EXERCISE DESCRIPTION:
Quote the material below exactly as written, from the first line to the line that holds "pub fn init_tracing(config: &LoggingConfig)", endpoints included.
****************
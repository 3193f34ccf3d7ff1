//! Tracing initialization
//!
//! Structured logging setup shared by the CLI and any embedding service.
//! The filter defaults to `info` and honors `RUST_LOG` when set.

use tracing_subscriber::{EnvFilter, fmt};

/// Logging configuration
#[derive(Debug, Clone)]
pub struct LoggingConfig {
    /// Default filter directive when RUST_LOG is unset
    pub default_filter: String,
    /// Emit JSON log lines instead of human-readable ones
    pub json: bool,
}

impl Default for LoggingConfig {
    fn default() -> Self {
        Self {
            default_filter: "info".to_string(),
            json: false,
        }
    }
}

/// Initialize the global tracing subscriber.
///
/// Safe to call once per process; later calls are ignored.
pub fn init_tracing(config: &LoggingConfig) {
    let filter = EnvFilter::try_from_default_env()
        .unwrap_or_else(|_| EnvFilter::new(&config.default_filter));

    if config.json {
        let _ = fmt()
            .with_env_filter(filter)
            .json()
            .with_current_span(false)
            .try_init();
    } else {
        let _ = fmt().with_env_filter(filter).try_init();
    }

    ::tracing::debug!("tracing initialized");
}
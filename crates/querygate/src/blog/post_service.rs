//! Post lifecycle.
//!
//! ```text
//!            publish              archive
//! draft ──────────────▶ published ────────▶ archived
//! pending ────┘   ◀──── unpublish
//! ```
//!
//! Every transition re-reads the post inside [`atomically`], checks its guard
//! against that row and fails with [`GatewayError::PreconditionFailed`] when
//! it does not hold. The check and the write commit together.

use super::POSTS;
use crate::error::{GatewayError, Result};
use crate::model::{now_timestamp, Attributes, Record};
use crate::slug::{slugify, unique_slug};
use crate::store::{atomically, Repository};
use chrono::Utc;
use serde::{Deserialize, Serialize};
use serde_json::{json, Value};
use tracing::debug;

pub const DRAFT: &str = "draft";
pub const PENDING: &str = "pending";
pub const PUBLISHED: &str = "published";
pub const ARCHIVED: &str = "archived";

pub const STATUSES: &[&str] = &[DRAFT, PENDING, PUBLISHED, ARCHIVED];

fn status(post: &Record) -> &str {
    post.str_attr("status").unwrap_or(DRAFT)
}

pub fn can_be_published(post: &Record) -> bool {
    matches!(status(post), DRAFT | PENDING)
}

/// Published, with a publication time that is not in the future.
pub fn is_published(post: &Record) -> bool {
    status(post) == PUBLISHED
        && post
            .timestamp_attr("published_at")
            .is_some_and(|at| at <= Utc::now())
}

fn text(data: &Attributes, field: &str) -> Option<String> {
    data.get(field)
        .and_then(Value::as_str)
        .filter(|s| !s.is_empty())
        .map(str::to_string)
}

fn or_null(data: &Attributes, field: &str) -> Value {
    data.get(field).cloned().unwrap_or(Value::Null)
}

pub fn create(repo: &dyn Repository, author: u64, data: &Attributes) -> Result<Record> {
    let title = text(data, "title").unwrap_or_default();
    let base = text(data, "slug").unwrap_or_else(|| slugify(&title));

    atomically(repo, |tx| {
        let slug = unique_slug(tx, POSTS, "slug", &base, None)?;
        let mut attrs = Attributes::new();
        attrs.insert("user_id".into(), json!(author));
        attrs.insert("category_id".into(), or_null(data, "category_id"));
        attrs.insert("title".into(), json!(title));
        attrs.insert("slug".into(), json!(slug));
        attrs.insert("excerpt".into(), or_null(data, "excerpt"));
        attrs.insert("content".into(), or_null(data, "content"));
        attrs.insert("featured_image".into(), or_null(data, "featured_image"));
        attrs.insert(
            "status".into(),
            json!(text(data, "status").unwrap_or_else(|| DRAFT.to_string())),
        );
        attrs.insert("is_featured".into(), json!(false));
        attrs.insert("views_count".into(), json!(0));
        attrs.insert("likes_count".into(), json!(0));
        attrs.insert("published_at".into(), Value::Null);
        attrs.insert("tag_ids".into(), tag_ids(data.get("tags")));
        let post = tx.create(POSTS, attrs)?;
        debug!(id = post.id, slug = %slug, "post created");
        Ok(post)
    })
}

/// Applies `data` to `post`. A new title re-derives the slug unless one was
/// given; `tags` replaces the tag set.
pub fn update(repo: &dyn Repository, post: &Record, data: &Attributes) -> Result<Record> {
    let mut changes = data.clone();
    if changes.get("slug").is_some_and(Value::is_null) {
        changes.remove("slug");
    }
    if let Some(tags) = changes.remove("tags") {
        changes.insert("tag_ids".into(), tag_ids(Some(&tags)));
    }
    let current = post.str_attr("slug").unwrap_or_default();
    let requested = match (text(data, "slug"), text(data, "title")) {
        (Some(slug), _) if slug != current => Some(slug),
        (None, Some(title)) => Some(slugify(&title)).filter(|slug| slug != current),
        _ => None,
    };

    atomically(repo, |tx| {
        if let Some(base) = &requested {
            let slug = unique_slug(tx, POSTS, "slug", base, Some(post.id))?;
            changes.insert("slug".into(), json!(slug));
        }
        tx.update(POSTS, post.id, changes.clone())
    })
}

fn tag_ids(tags: Option<&Value>) -> Value {
    match tags {
        Some(Value::Array(ids)) => Value::Array(ids.iter().filter(|v| v.is_u64()).cloned().collect()),
        _ => json!([]),
    }
}

fn guard(holds: bool, message: impl FnOnce() -> String) -> Result<()> {
    if holds {
        Ok(())
    } else {
        Err(GatewayError::PreconditionFailed(message()))
    }
}

fn write(repo: &dyn Repository, post: &Record, changes: Value) -> Result<Record> {
    let Value::Object(changes) = changes else {
        return Err(GatewayError::Store("post changes must be an object".to_string()));
    };
    repo.update(POSTS, post.id, changes)
}

/// Re-reads `post` inside a transaction, checks `check` against the stored
/// row and applies `changes` only if it passes.
fn transition(
    repo: &dyn Repository,
    post: &Record,
    check: impl FnOnce(&Record) -> Result<()>,
    changes: Value,
) -> Result<Record> {
    atomically(repo, |tx| {
        let current = tx
            .find(POSTS, post.id, &[])?
            .ok_or_else(|| GatewayError::not_found(POSTS, post.id))?;
        check(&current)?;
        write(tx, &current, changes)
    })
}

pub fn publish(repo: &dyn Repository, post: &Record) -> Result<Record> {
    transition(
        repo,
        post,
        |current| {
            guard(can_be_published(current), || {
                format!("Post cannot be published from status: {}", status(current))
            })
        },
        json!({"status": PUBLISHED, "published_at": now_timestamp()}),
    )
}

pub fn unpublish(repo: &dyn Repository, post: &Record) -> Result<Record> {
    transition(
        repo,
        post,
        |current| guard(is_published(current), || "Post is not published".to_string()),
        json!({"status": DRAFT, "published_at": null}),
    )
}

pub fn archive(repo: &dyn Repository, post: &Record) -> Result<Record> {
    transition(
        repo,
        post,
        |current| guard(status(current) != ARCHIVED, || "Post is already archived".to_string()),
        json!({"status": ARCHIVED}),
    )
}

pub fn feature(repo: &dyn Repository, post: &Record) -> Result<Record> {
    transition(
        repo,
        post,
        |current| guard(!current.bool_attr("is_featured"), || "Post is already featured".to_string()),
        json!({"is_featured": true}),
    )
}

pub fn unfeature(repo: &dyn Repository, post: &Record) -> Result<Record> {
    transition(
        repo,
        post,
        |current| guard(current.bool_attr("is_featured"), || "Post is not featured".to_string()),
        json!({"is_featured": false}),
    )
}

/// Copies `post` as a fresh draft. The copy belongs to `new_author` when
/// given, otherwise to the original author.
pub fn duplicate(
    repo: &dyn Repository,
    post: &Record,
    new_author: Option<u64>,
    new_title: Option<&str>,
) -> Result<Record> {
    let base = format!("{}-copy", post.str_attr("slug").unwrap_or_default());
    let title = match new_title.filter(|t| !t.is_empty()) {
        Some(title) => title.to_string(),
        None => format!("{} (Copy)", post.str_attr("title").unwrap_or_default()),
    };

    atomically(repo, |tx| {
        let slug = unique_slug(tx, POSTS, "slug", &base, None)?;
        let mut attrs = Attributes::new();
        for field in ["category_id", "excerpt", "content", "featured_image"] {
            attrs.insert(field.into(), post.get(field).unwrap_or(Value::Null));
        }
        attrs.insert(
            "user_id".into(),
            new_author.map(Value::from).unwrap_or_else(|| post.get("user_id").unwrap_or(Value::Null)),
        );
        attrs.insert("title".into(), json!(title));
        attrs.insert("slug".into(), json!(slug));
        attrs.insert("status".into(), json!(DRAFT));
        attrs.insert("is_featured".into(), json!(false));
        attrs.insert("views_count".into(), json!(0));
        attrs.insert("likes_count".into(), json!(0));
        attrs.insert("published_at".into(), Value::Null);
        attrs.insert("tag_ids".into(), tag_ids(post.attributes.get("tag_ids")));
        tx.create(POSTS, attrs)
    })
}

#[derive(Debug, Clone, PartialEq, Eq, Serialize, Deserialize)]
pub struct BulkFailure {
    pub id: u64,
    pub reason: String,
}

#[derive(Debug, Clone, Default, PartialEq, Eq, Serialize, Deserialize)]
pub struct BulkOutcome {
    pub published: Vec<u64>,
    pub failed: Vec<BulkFailure>,
}

/// Publishes each id in its own transaction. Missing posts and guard
/// failures are reported per item; store failures abort the batch, keeping
/// the items already committed.
pub fn bulk_publish(repo: &dyn Repository, ids: &[u64]) -> Result<BulkOutcome> {
    let mut outcome = BulkOutcome::default();
    for &id in ids {
        let attempt = atomically(repo, |tx| {
            let Some(post) = tx.find(POSTS, id, &[])? else {
                return Ok(Some("not found".to_string()));
            };
            if !can_be_published(&post) {
                return Ok(Some(format!("Cannot publish from status: {}", status(&post))));
            }
            write(tx, &post, json!({"status": PUBLISHED, "published_at": now_timestamp()}))?;
            Ok(None)
        });
        match attempt {
            Ok(None) => outcome.published.push(id),
            Ok(Some(reason)) => outcome.failed.push(BulkFailure { id, reason }),
            Err(err) if !err.is_infrastructure() => outcome.failed.push(BulkFailure {
                id,
                reason: err.to_string(),
            }),
            Err(err) => return Err(err),
        }
    }
    debug!(
        published = outcome.published.len(),
        failed = outcome.failed.len(),
        "bulk publish"
    );
    Ok(outcome)
}

#[cfg(test)]
mod tests {
    use super::*;
    use crate::blog::schema;
    use crate::store::memory::MemoryRepository;

    fn repo() -> MemoryRepository {
        MemoryRepository::new(schema())
    }

    fn data(value: Value) -> Attributes {
        match value {
            Value::Object(map) => map,
            _ => panic!("expected object"),
        }
    }

    fn draft(repo: &MemoryRepository, title: &str) -> Record {
        create(repo, 1, &data(json!({"title": title, "content": "body"}))).unwrap()
    }

    #[test]
    fn create_derives_slug_and_defaults() {
        let repo = repo();
        let post = create(&repo, 4, &data(json!({"title": "Hello World", "content": "x", "tags": [2, 3]}))).unwrap();
        assert_eq!(post.str_attr("slug"), Some("hello-world"));
        assert_eq!(post.str_attr("status"), Some(DRAFT));
        assert_eq!(post.u64_attr("user_id"), Some(4));
        assert_eq!(post.attributes["tag_ids"], json!([2, 3]));
        assert!(!post.bool_attr("is_featured"));
    }

    #[test]
    fn title_change_re_slugs_but_keeps_own_slug() {
        let repo = repo();
        let post = draft(&repo, "First");
        draft(&repo, "Second");

        let same = update(&repo, &post, &data(json!({"title": "first"}))).unwrap();
        assert_eq!(same.str_attr("slug"), Some("first"));

        let renamed = update(&repo, &same, &data(json!({"title": "Second"}))).unwrap();
        assert_eq!(renamed.str_attr("slug"), Some("second-1"));
    }

    #[test]
    fn publish_unpublish_cycle() {
        let repo = repo();
        let post = draft(&repo, "Cycle");

        let published = publish(&repo, &post).unwrap();
        assert!(is_published(&published));
        let err = publish(&repo, &published).unwrap_err();
        assert_eq!(err.to_string(), "Post cannot be published from status: published");

        let back = unpublish(&repo, &published).unwrap();
        assert_eq!(back.str_attr("status"), Some(DRAFT));
        assert_eq!(back.get("published_at"), Some(Value::Null));
        assert_eq!(unpublish(&repo, &back).unwrap_err().code(), "precondition_failed");
    }

    #[test]
    fn guards_see_the_stored_row_not_the_loaded_copy() {
        let repo = repo();
        let loaded = draft(&repo, "Race");

        archive(&repo, &loaded).unwrap();
        let err = archive(&repo, &loaded).unwrap_err();
        assert_eq!(err.to_string(), "Post is already archived");

        let other = draft(&repo, "Twice");
        publish(&repo, &other).unwrap();
        assert_eq!(publish(&repo, &other).unwrap_err().code(), "precondition_failed");
    }

    #[test]
    fn concurrent_archives_let_exactly_one_through() {
        let repo = std::sync::Arc::new(repo());
        let loaded = draft(&repo, "Contended");
        let workers: Vec<_> = (0..4)
            .map(|_| {
                let repo = repo.clone();
                let loaded = loaded.clone();
                std::thread::spawn(move || archive(&*repo, &loaded).is_ok())
            })
            .collect();
        let succeeded = workers
            .into_iter()
            .map(|worker| worker.join().unwrap())
            .filter(|ok| *ok)
            .count();
        assert_eq!(succeeded, 1);
    }

    #[test]
    fn feature_guards() {
        let repo = repo();
        let post = draft(&repo, "Star");
        let featured = feature(&repo, &post).unwrap();
        assert_eq!(feature(&repo, &featured).unwrap_err().to_string(), "Post is already featured");
        let plain = unfeature(&repo, &featured).unwrap();
        assert_eq!(unfeature(&repo, &plain).unwrap_err().to_string(), "Post is not featured");
    }

    #[test]
    fn duplicate_makes_a_draft_copy() {
        let repo = repo();
        let post = publish(&repo, &draft(&repo, "Original")).unwrap();

        let copy = duplicate(&repo, &post, Some(9), None).unwrap();
        assert_eq!(copy.str_attr("title"), Some("Original (Copy)"));
        assert_eq!(copy.str_attr("slug"), Some("original-copy"));
        assert_eq!(copy.str_attr("status"), Some(DRAFT));
        assert_eq!(copy.u64_attr("user_id"), Some(9));

        let again = duplicate(&repo, &post, None, Some("Renamed")).unwrap();
        assert_eq!(again.str_attr("slug"), Some("original-copy-1"));
        assert_eq!(again.str_attr("title"), Some("Renamed"));
        assert_eq!(again.u64_attr("user_id"), Some(1));
    }

    #[test]
    fn bulk_publish_reports_each_item() {
        let repo = repo();
        let a = draft(&repo, "A");
        let b = publish(&repo, &draft(&repo, "B")).unwrap();

        let outcome = bulk_publish(&repo, &[a.id, b.id, 404]).unwrap();
        assert_eq!(outcome.published, vec![a.id]);
        assert_eq!(
            outcome.failed,
            vec![
                BulkFailure {
                    id: b.id,
                    reason: "Cannot publish from status: published".to_string()
                },
                BulkFailure {
                    id: 404,
                    reason: "not found".to_string()
                },
            ]
        );
    }

    #[test]
    fn bulk_publish_aborts_on_store_failure() {
        let repo = repo();
        let a = draft(&repo, "A");
        repo.set_fail_writes(true);
        let err = bulk_publish(&repo, &[a.id]).unwrap_err();
        assert!(err.is_infrastructure());
    }
}
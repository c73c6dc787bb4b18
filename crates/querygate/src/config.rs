//! # Configuration
//!
//! Gateway configuration is managed by [`confique`], layered in priority order:
//!
//! 1. **Environment variables**: `QUERYGATE_ROUTE_PREFIX`,
//!    `QUERYGATE_PER_PAGE`, `QUERYGATE_MAX_PER_PAGE`, `QUERYGATE_CACHE`.
//! 2. **Config file**: an optional `querygate.toml` passed by the host.
//! 3. **Compiled defaults**: via `#[config(default = ...)]`.
//!
//! ## Available Settings
//!
//! | Key | Default | Description |
//! |-----|---------|-------------|
//! | `route.prefix` | `query` | Path prefix for every generated route |
//! | `pagination.per_page` | `20` | Page size when the caller sends none |
//! | `pagination.max_per_page` | `100` | Upper clamp for requested page sizes |
//! | `cache.enabled` | `true` | Use the in-process result cache |
//!
//! Per-entity cache TTLs and keys live on the entity descriptors, not here.

use crate::error::{GatewayError, Result};
use confique::Config;
use serde::{Deserialize, Serialize};
use std::path::Path;

#[derive(Config, Serialize, Deserialize, Debug, Clone, PartialEq, Eq)]
pub struct GatewayConfig {
    #[config(nested)]
    pub route: RouteConfig,

    #[config(nested)]
    pub pagination: PaginationConfig,

    #[config(nested)]
    pub cache: CacheConfig,
}

#[derive(Config, Serialize, Deserialize, Debug, Clone, PartialEq, Eq)]
pub struct RouteConfig {
    /// Path prefix for list and action routes, without slashes.
    #[config(default = "query", env = "QUERYGATE_ROUTE_PREFIX")]
    pub prefix: String,
}

#[derive(Config, Serialize, Deserialize, Debug, Clone, PartialEq, Eq)]
pub struct PaginationConfig {
    /// Page size used when a list request does not send `per_page`.
    #[config(default = 20, env = "QUERYGATE_PER_PAGE")]
    pub per_page: u32,

    /// Requested page sizes above this are clamped down to it.
    #[config(default = 100, env = "QUERYGATE_MAX_PER_PAGE")]
    pub max_per_page: u32,
}

#[derive(Config, Serialize, Deserialize, Debug, Clone, PartialEq, Eq)]
pub struct CacheConfig {
    /// Cache list payloads for entities that declare a cache policy.
    #[config(default = true, env = "QUERYGATE_CACHE")]
    pub enabled: bool,
}

impl Default for GatewayConfig {
    fn default() -> Self {
        Self {
            route: RouteConfig {
                prefix: "query".to_string(),
            },
            pagination: PaginationConfig {
                per_page: 20,
                max_per_page: 100,
            },
            cache: CacheConfig { enabled: true },
        }
    }
}

impl GatewayConfig {
    /// Loads environment over the optional file over compiled defaults.
    pub fn load(path: Option<&Path>) -> Result<Self> {
        let mut builder = Self::builder().env();
        if let Some(path) = path {
            if !path.exists() {
                return Err(GatewayError::Configuration(format!(
                    "config file not found: {}",
                    path.display()
                )));
            }
            builder = builder.file(path);
        }
        let config = builder.load()?;
        config.validate()?;
        Ok(config)
    }

    pub fn validate(&self) -> Result<()> {
        let pagination = &self.pagination;
        if pagination.max_per_page == 0 {
            return Err(GatewayError::Configuration(
                "pagination.max_per_page must be at least 1".to_string(),
            ));
        }
        if pagination.per_page == 0 || pagination.per_page > pagination.max_per_page {
            return Err(GatewayError::Configuration(format!(
                "pagination.per_page must be between 1 and {}",
                pagination.max_per_page
            )));
        }
        if self.route.prefix.contains('/') {
            return Err(GatewayError::Configuration(
                "route.prefix must not contain '/'".to_string(),
            ));
        }
        Ok(())
    }

    /// Commented TOML template listing every setting with its default.
    pub fn template() -> String {
        confique::toml::template::<GatewayConfig>(confique::toml::FormatOptions::default())
    }
}

#[cfg(test)]
mod tests {
    use super::*;
    use std::io::Write;

    #[test]
    fn test_default_config() {
        let config = GatewayConfig::default();
        assert_eq!(config.route.prefix, "query");
        assert_eq!(config.pagination.per_page, 20);
        assert_eq!(config.pagination.max_per_page, 100);
        assert!(config.cache.enabled);
        assert!(config.validate().is_ok());
    }

    #[test]
    fn test_load_from_file_overrides_defaults() {
        let mut file = tempfile::Builder::new().suffix(".toml").tempfile().unwrap();
        writeln!(file, "[pagination]\nper_page = 5\nmax_per_page = 10").unwrap();

        let config = GatewayConfig::load(Some(file.path())).unwrap();
        assert_eq!(config.pagination.per_page, 5);
        assert_eq!(config.pagination.max_per_page, 10);
        assert_eq!(config.route.prefix, "query");
    }

    #[test]
    fn test_missing_file_is_a_configuration_error() {
        let err = GatewayConfig::load(Some(Path::new("/nonexistent/querygate.toml"))).unwrap_err();
        assert_eq!(err.code(), "configuration");
    }

    #[test]
    fn test_per_page_above_max_is_rejected() {
        let mut config = GatewayConfig::default();
        config.pagination.per_page = 500;
        assert!(config.validate().is_err());
    }

    #[test]
    fn test_template_mentions_every_section() {
        let template = GatewayConfig::template();
        assert!(template.contains("[route]"));
        assert!(template.contains("[pagination]"));
        assert!(template.contains("max_per_page"));
        assert!(template.contains("[cache]"));
    }

    #[test]
    fn test_serialized_config_parses_back() {
        let config = GatewayConfig::default();
        let text = toml::to_string(&config).unwrap();
        let parsed: GatewayConfig = toml::from_str(&text).unwrap();
        assert_eq!(parsed, config);
    }
}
****************
RESPONSE:
repository 3193f34ccf3d7ff1
//! Tracing initialization
//!
//! Structured logging setup shared by the CLI and any embedding service.
//! The filter defaults to `info` and honors `RUST_LOG` when set.

use tracing_subscriber::{EnvFilter, fmt};

/// Logging configuration
#[derive(Debug, Clone)]
pub struct LoggingConfig {
    /// Default filter directive when RUST_LOG is unset
    pub default_filter: String,
    /// Emit JSON log lines instead of human-readable ones
    pub json: bool,
}

impl Default for LoggingConfig {
    fn default() -> Self {
        Self {
            default_filter: "info".to_string(),
            json: false,
        }
    }
}

/// Initialize the global tracing subscriber.
///
/// Safe to call once per process; later calls are ignored.
pub fn init_tracing(config: &LoggingConfig) {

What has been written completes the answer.